[[ INFORMATION SHOWN, beginning ]]

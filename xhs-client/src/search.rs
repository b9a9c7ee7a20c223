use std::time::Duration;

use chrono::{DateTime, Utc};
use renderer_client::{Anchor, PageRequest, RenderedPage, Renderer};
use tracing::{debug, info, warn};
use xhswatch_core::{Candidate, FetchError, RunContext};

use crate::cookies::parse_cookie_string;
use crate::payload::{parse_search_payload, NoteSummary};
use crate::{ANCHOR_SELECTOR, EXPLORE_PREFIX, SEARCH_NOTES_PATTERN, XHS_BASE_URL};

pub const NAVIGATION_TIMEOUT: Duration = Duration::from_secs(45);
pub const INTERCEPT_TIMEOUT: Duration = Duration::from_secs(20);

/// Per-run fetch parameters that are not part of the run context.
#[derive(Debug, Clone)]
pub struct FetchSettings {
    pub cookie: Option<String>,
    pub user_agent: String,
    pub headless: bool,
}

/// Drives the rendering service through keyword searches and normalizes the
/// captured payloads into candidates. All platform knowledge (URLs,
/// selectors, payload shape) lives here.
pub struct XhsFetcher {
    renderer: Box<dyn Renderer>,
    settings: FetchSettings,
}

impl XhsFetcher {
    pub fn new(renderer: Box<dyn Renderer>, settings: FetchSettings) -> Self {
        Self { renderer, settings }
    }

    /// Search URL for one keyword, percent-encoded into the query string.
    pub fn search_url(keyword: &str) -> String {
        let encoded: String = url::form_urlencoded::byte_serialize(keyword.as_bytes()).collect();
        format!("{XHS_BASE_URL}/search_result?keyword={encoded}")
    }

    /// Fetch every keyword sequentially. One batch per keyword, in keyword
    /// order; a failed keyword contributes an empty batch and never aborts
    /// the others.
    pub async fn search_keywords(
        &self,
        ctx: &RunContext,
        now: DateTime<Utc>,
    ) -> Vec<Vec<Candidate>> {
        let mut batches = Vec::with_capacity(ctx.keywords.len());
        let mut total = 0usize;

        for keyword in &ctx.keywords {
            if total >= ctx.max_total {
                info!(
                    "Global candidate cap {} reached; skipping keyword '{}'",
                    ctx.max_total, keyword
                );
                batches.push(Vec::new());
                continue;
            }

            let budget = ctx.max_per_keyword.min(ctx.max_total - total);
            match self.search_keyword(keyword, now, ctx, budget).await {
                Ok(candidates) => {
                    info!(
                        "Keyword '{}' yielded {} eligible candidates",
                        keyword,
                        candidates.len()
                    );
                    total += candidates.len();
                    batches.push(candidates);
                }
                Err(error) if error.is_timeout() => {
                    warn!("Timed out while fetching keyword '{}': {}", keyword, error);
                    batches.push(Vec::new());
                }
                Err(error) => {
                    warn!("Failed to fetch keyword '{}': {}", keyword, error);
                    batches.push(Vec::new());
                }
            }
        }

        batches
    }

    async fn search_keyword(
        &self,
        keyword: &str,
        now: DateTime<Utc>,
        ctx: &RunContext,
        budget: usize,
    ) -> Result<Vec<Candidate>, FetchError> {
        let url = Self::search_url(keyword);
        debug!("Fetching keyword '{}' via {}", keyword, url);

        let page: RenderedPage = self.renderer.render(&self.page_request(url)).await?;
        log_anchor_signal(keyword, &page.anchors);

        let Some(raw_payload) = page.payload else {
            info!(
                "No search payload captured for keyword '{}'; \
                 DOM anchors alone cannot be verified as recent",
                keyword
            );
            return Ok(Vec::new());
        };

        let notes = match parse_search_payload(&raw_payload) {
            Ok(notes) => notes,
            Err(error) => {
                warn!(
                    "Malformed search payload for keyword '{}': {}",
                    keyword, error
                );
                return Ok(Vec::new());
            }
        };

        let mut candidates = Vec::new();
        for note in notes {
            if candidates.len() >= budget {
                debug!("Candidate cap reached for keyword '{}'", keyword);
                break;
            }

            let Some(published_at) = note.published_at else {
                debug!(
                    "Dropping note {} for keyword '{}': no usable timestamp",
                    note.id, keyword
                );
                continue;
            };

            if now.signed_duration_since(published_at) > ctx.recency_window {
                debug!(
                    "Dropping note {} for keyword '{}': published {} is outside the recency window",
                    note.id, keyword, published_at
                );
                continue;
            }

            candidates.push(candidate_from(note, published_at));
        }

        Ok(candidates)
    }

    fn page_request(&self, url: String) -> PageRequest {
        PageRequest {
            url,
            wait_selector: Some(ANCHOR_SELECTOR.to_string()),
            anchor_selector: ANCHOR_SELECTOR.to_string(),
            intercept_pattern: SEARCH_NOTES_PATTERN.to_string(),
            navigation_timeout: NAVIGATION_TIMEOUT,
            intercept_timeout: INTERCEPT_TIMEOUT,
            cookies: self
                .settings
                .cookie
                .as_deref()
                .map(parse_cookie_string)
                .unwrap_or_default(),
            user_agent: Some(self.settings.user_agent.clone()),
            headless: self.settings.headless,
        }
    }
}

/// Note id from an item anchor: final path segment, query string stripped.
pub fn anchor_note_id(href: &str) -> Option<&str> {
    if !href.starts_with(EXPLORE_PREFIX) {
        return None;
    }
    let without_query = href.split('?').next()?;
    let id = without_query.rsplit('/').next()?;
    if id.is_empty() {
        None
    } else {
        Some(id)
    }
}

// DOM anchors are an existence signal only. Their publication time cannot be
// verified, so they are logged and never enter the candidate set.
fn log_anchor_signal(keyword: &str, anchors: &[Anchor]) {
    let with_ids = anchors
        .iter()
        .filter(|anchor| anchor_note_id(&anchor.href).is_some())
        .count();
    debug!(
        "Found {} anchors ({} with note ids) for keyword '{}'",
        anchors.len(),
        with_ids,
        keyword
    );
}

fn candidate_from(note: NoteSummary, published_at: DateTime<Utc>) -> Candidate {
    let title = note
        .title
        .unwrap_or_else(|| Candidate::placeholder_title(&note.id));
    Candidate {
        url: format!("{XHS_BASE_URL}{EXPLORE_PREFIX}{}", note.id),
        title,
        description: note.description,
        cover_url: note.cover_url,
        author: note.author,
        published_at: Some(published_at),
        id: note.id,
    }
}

[[ INFORMATION SHOWN, end ]]
[[ INFORMATION SHOWN, beginning ]]

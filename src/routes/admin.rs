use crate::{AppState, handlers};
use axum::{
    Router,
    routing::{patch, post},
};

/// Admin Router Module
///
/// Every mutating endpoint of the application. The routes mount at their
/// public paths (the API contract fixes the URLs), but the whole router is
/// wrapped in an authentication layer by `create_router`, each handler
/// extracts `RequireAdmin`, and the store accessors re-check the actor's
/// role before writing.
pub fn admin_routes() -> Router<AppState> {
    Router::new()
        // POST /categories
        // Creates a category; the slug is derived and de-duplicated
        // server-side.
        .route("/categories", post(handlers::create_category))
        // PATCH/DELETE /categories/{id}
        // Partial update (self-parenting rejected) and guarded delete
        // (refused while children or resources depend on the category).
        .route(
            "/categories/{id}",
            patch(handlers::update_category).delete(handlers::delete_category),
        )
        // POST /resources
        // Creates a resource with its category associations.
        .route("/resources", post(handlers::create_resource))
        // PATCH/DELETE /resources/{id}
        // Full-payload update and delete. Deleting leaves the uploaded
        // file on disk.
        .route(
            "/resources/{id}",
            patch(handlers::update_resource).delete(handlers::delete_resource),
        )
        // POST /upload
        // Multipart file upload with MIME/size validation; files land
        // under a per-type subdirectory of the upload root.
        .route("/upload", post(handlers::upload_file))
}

[[ INFORMATION SHOWN, end ]]

**TASK OBJECTIVE:**
Beginning with the line that has "filename src/routes/admin.rs" and ending with the line that has "role before writing.", set down the lines above exactly and include no others.

**RESPONSE BELOW:**
filename src/routes/admin.rs
use crate::{AppState, handlers};
use axum::{
    Router,
    routing::{patch, post},
};

/// Admin Router Module
///
/// Every mutating endpoint of the application. The routes mount at their
/// public paths (the API contract fixes the URLs), but the whole router is
/// wrapped in an authentication layer by `create_router`, each handler
/// extracts `RequireAdmin`, and the store accessors re-check the actor's
/// role before writing.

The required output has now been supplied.